*TASK ITEM*
For the records below, give the number of lines containing the word "cost" and no other text.
Start of INPUT DATA
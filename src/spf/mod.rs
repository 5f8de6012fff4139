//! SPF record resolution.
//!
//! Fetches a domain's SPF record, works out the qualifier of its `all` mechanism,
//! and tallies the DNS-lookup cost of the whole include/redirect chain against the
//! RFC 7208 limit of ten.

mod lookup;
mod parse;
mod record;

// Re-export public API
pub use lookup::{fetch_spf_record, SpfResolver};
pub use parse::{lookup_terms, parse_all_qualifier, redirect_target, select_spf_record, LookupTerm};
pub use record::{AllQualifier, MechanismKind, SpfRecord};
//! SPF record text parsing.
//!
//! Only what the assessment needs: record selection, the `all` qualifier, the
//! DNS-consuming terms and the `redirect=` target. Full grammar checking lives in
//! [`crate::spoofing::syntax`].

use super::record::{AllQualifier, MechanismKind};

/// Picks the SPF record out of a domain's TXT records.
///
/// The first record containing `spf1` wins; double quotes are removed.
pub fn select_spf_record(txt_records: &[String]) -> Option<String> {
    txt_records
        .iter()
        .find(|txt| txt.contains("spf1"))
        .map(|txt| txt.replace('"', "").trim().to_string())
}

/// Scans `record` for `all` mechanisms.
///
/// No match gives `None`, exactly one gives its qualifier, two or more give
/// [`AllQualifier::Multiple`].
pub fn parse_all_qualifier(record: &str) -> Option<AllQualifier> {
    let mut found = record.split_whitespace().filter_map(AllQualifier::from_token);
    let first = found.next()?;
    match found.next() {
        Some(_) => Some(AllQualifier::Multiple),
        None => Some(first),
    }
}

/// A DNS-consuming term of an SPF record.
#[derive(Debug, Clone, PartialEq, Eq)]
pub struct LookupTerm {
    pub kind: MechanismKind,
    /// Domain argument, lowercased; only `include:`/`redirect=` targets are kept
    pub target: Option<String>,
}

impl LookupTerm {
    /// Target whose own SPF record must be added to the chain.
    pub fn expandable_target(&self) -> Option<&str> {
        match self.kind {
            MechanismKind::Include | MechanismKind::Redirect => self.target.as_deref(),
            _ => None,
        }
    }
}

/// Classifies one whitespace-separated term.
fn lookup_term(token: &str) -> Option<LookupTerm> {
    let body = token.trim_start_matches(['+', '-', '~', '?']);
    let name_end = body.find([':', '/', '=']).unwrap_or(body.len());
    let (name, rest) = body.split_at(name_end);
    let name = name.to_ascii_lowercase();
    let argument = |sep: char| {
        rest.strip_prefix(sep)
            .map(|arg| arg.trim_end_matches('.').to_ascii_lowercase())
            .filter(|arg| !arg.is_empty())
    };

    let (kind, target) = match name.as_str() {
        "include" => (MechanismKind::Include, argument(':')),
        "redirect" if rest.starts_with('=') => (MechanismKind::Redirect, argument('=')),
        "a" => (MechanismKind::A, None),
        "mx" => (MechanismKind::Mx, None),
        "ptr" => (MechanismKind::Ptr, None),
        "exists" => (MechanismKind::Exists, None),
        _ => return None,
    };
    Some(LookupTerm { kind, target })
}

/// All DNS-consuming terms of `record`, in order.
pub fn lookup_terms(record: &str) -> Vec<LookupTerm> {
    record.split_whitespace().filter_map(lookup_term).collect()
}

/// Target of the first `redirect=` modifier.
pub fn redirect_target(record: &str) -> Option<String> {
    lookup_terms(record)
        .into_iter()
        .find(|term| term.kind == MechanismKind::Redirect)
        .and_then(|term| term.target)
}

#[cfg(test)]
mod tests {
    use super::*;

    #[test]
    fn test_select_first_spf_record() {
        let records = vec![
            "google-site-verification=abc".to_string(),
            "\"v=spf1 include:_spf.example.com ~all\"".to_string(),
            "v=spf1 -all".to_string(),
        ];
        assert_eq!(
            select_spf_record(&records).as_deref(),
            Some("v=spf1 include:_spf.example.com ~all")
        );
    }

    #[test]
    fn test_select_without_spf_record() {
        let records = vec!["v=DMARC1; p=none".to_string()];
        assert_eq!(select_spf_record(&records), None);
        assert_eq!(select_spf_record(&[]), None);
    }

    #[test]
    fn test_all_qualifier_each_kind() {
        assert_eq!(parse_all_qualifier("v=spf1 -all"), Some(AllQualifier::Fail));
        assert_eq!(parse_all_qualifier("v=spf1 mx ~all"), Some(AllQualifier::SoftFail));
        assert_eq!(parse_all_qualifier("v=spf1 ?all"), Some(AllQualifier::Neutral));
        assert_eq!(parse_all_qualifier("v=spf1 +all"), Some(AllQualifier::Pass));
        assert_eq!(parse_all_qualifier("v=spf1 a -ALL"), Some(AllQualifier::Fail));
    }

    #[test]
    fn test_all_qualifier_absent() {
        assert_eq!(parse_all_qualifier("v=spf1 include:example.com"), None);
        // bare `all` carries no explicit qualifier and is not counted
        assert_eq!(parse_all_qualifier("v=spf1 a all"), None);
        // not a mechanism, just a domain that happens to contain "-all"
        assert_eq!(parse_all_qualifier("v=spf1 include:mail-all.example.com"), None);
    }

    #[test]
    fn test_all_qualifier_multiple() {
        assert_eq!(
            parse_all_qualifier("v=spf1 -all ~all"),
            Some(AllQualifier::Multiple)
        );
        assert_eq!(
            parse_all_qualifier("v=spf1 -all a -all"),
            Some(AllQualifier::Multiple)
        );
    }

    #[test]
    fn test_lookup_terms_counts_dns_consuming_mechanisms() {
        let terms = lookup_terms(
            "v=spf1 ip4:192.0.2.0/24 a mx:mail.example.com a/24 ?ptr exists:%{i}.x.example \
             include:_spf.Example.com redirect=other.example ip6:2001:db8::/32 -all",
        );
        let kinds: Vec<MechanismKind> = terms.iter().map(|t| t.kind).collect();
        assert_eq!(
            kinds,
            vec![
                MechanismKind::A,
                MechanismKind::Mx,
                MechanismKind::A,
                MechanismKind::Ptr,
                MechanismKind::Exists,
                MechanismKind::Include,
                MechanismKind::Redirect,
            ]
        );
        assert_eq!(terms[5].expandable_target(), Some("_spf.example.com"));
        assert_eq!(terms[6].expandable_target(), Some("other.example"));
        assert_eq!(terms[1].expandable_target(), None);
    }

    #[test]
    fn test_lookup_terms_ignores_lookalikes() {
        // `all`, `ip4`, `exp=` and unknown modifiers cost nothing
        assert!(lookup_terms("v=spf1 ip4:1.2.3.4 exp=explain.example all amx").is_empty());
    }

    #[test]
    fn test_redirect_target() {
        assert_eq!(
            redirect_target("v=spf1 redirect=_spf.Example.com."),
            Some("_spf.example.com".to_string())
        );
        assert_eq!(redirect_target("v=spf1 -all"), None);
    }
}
End of INPUT DATA
*ANSWER TO THIS PROBLEM*
2